> _WHAT THIS TASK INVOLVES_
When you output the entries, begin with the first line and end with the line containing "use axum::extract::DefaultBodyLimit;", keeping each line exactly as it is.

Dataset entries
^^^^
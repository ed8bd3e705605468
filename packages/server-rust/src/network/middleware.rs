//! Transport middleware for the admin listener.
//!
//! Layers are listed outermost first: the first layer sees the request
//! first and the response last.

use axum::extract::DefaultBodyLimit;
use axum::http::header::HeaderName;
use axum::http::{Method, StatusCode};
use tower::layer::util::{Identity, Stack};
use tower::ServiceBuilder;
use tower_http::classify::{ServerErrorsAsFailures, SharedClassifier};
use tower_http::compression::CompressionLayer;
use tower_http::cors::{AllowOrigin, Any, CorsLayer};
use tower_http::request_id::{MakeRequestUuid, PropagateRequestIdLayer, SetRequestIdLayer};
use tower_http::timeout::TimeoutLayer;
use tower_http::trace::TraceLayer;

use super::config::NetworkConfig;

pub const REQUEST_ID_HEADER: &str = "x-request-id";

type HttpLayers = Stack<
    DefaultBodyLimit,
    Stack<
        PropagateRequestIdLayer,
        Stack<
            TimeoutLayer,
            Stack<
                CorsLayer,
                Stack<
                    CompressionLayer,
                    Stack<
                        TraceLayer<SharedClassifier<ServerErrorsAsFailures>>,
                        Stack<SetRequestIdLayer<MakeRequestUuid>, Identity>,
                    >,
                >,
            >,
        >,
    >,
>;

/// Builds the transport layer stack:
///
/// 1. `SetRequestId`: UUID `x-request-id` on every request
/// 2. `Trace`: request/response span
/// 3. `Compression`: gzip
/// 4. `Cors`: configured origins, GET and POST
/// 5. `Timeout`: 408 after `request_timeout`
/// 6. `PropagateRequestId`: echoes `x-request-id` on the response
/// 7. `DefaultBodyLimit`: 413 above `max_body_bytes`
#[must_use]
pub fn build_http_layers(config: &NetworkConfig) -> HttpLayers {
    let request_id = HeaderName::from_static(REQUEST_ID_HEADER);

    ServiceBuilder::new()
        .layer(SetRequestIdLayer::new(request_id.clone(), MakeRequestUuid))
        .layer(TraceLayer::new_for_http())
        .layer(CompressionLayer::new())
        .layer(build_cors_layer(&config.cors_origins))
        .layer(TimeoutLayer::with_status_code(
            StatusCode::REQUEST_TIMEOUT,
            config.request_timeout,
        ))
        .layer(PropagateRequestIdLayer::new(request_id))
        .layer(DefaultBodyLimit::max(config.max_body_bytes))
        .into_inner()
}

fn build_cors_layer(origins: &[String]) -> CorsLayer {
    let allow_origin = if origins.iter().any(|o| o == "*") {
        AllowOrigin::any()
    } else {
        let parsed: Vec<_> = origins.iter().filter_map(|o| o.parse().ok()).collect();
        AllowOrigin::list(parsed)
    };

    CorsLayer::new()
        .allow_origin(allow_origin)
        .allow_methods([Method::GET, Method::POST])
        .allow_headers(Any)
        .expose_headers([HeaderName::from_static(REQUEST_ID_HEADER)])
}
//! Error taxonomy of the admin layer and its HTTP mapping.
//!
//! `MetaError` is what the metadata service reports; `AdminError` is
//! everything a request can fail with at this layer. Each `AdminError`
//! maps to exactly one status code and one stable error code.

use http::{Method, StatusCode};
use meta_admin_core::{AppStatus, CommandError};

/// Stable machine-readable error codes carried in every response body.
pub mod error_codes {
    pub const OK: &str = "ERR_OK";
    pub const HANDLER_NOT_FOUND: &str = "ERR_HANDLER_NOT_FOUND";
    pub const INVALID_PARAMETERS: &str = "ERR_INVALID_PARAMETERS";
    pub const FORWARD_TO_OTHERS: &str = "ERR_FORWARD_TO_OTHERS";
    pub const SERVICE_NOT_ACTIVE: &str = "ERR_SERVICE_NOT_ACTIVE";
    pub const APP_NOT_EXIST: &str = "ERR_APP_NOT_EXIST";
    pub const APP_DROPPED: &str = "ERR_APP_DROPPED";
    pub const OBJECT_NOT_FOUND: &str = "ERR_OBJECT_NOT_FOUND";
    pub const BUSY: &str = "ERR_BUSY";
    pub const INVALID_STATE: &str = "ERR_INVALID_STATE";
    pub const OPERATION_DISABLED: &str = "ERR_OPERATION_DISABLED";
    pub const INACTIVE_STATE: &str = "ERR_INACTIVE_STATE";
    pub const INTERNAL: &str = "ERR_INTERNAL";
}

/// Failures reported by the metadata service.
#[derive(Debug, thiserror::Error)]
pub enum MetaError {
    #[error("app {0} does not exist")]
    AppNotFound(String),
    #[error("app {app_name} is not available, current status is {status}")]
    AppUnavailable { app_name: String, status: AppStatus },
    #[error("backup policy {0} does not exist")]
    PolicyNotFound(String),
    #[error("app {0} is already executing bulk load")]
    BulkLoadAlreadyRunning(String),
    #[error("app {0} is not executing bulk load")]
    NoActiveBulkLoad(String),
    #[error("{0} is disabled on this cluster")]
    OperationDisabled(&'static str),
    #[error("invalid parameter: {0}")]
    InvalidParameter(String),
    #[error("this meta server stopped being primary during the operation")]
    LeadershipLost,
    #[error("internal error: {0}")]
    Internal(#[from] anyhow::Error),
}

/// Everything a single admin request can fail with.
#[derive(Debug, thiserror::Error)]
pub enum AdminError {
    #[error("no operation registered for {path}")]
    NotFound { path: String },
    #[error("{path} expects {expected}, got {method}")]
    MethodNotAllowed {
        path: String,
        method: Method,
        expected: Method,
    },
    #[error("{0}")]
    InvalidQuery(String),
    #[error(transparent)]
    InvalidCommand(#[from] CommandError),
    #[error("not primary and no primary meta server is known")]
    LeaderUnknown,
    #[error(transparent)]
    Meta(#[from] MetaError),
}

impl AdminError {
    /// HTTP status this error is rendered with.
    #[must_use]
    pub fn status(&self) -> StatusCode {
        match self {
            Self::NotFound { .. } => StatusCode::NOT_FOUND,
            Self::MethodNotAllowed { .. } => StatusCode::METHOD_NOT_ALLOWED,
            Self::InvalidQuery(_) | Self::InvalidCommand(_) => StatusCode::BAD_REQUEST,
            Self::LeaderUnknown => StatusCode::SERVICE_UNAVAILABLE,
            Self::Meta(err) => match err {
                MetaError::AppNotFound(_)
                | MetaError::PolicyNotFound(_)
                | MetaError::NoActiveBulkLoad(_) => StatusCode::NOT_FOUND,
                MetaError::AppUnavailable { .. } | MetaError::BulkLoadAlreadyRunning(_) => {
                    StatusCode::CONFLICT
                }
                MetaError::OperationDisabled(_) | MetaError::InvalidParameter(_) => {
                    StatusCode::BAD_REQUEST
                }
                MetaError::LeadershipLost | MetaError::Internal(_) => {
                    StatusCode::INTERNAL_SERVER_ERROR
                }
            },
        }
    }

    /// Stable error code this error is rendered with.
    #[must_use]
    pub fn code(&self) -> &'static str {
        match self {
            Self::NotFound { .. } => error_codes::HANDLER_NOT_FOUND,
            Self::MethodNotAllowed { .. } | Self::InvalidQuery(_) | Self::InvalidCommand(_) => {
                error_codes::INVALID_PARAMETERS
            }
            Self::LeaderUnknown => error_codes::SERVICE_NOT_ACTIVE,
            Self::Meta(err) => match err {
                MetaError::AppNotFound(_) => error_codes::APP_NOT_EXIST,
                MetaError::AppUnavailable { .. } => error_codes::APP_DROPPED,
                MetaError::PolicyNotFound(_) => error_codes::OBJECT_NOT_FOUND,
                MetaError::BulkLoadAlreadyRunning(_) => error_codes::BUSY,
                MetaError::NoActiveBulkLoad(_) => error_codes::INVALID_STATE,
                MetaError::OperationDisabled(_) => error_codes::OPERATION_DISABLED,
                MetaError::InvalidParameter(_) => error_codes::INVALID_PARAMETERS,
                MetaError::LeadershipLost => error_codes::INACTIVE_STATE,
                MetaError::Internal(_) => error_codes::INTERNAL,
            },
        }
    }

    /// `true` for 5xx errors.
    #[must_use]
    pub fn is_server_error(&self) -> bool {
        self.status().is_server_error()
    }
}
^^^^
> _ANSWER BELOW_
repository ed8bd3e705605468
filename packages/server-rust/src/network/middleware.rs
//! Transport middleware for the admin listener.
//!
//! Layers are listed outermost first: the first layer sees the request
//! first and the response last.

use axum::extract::DefaultBodyLimit;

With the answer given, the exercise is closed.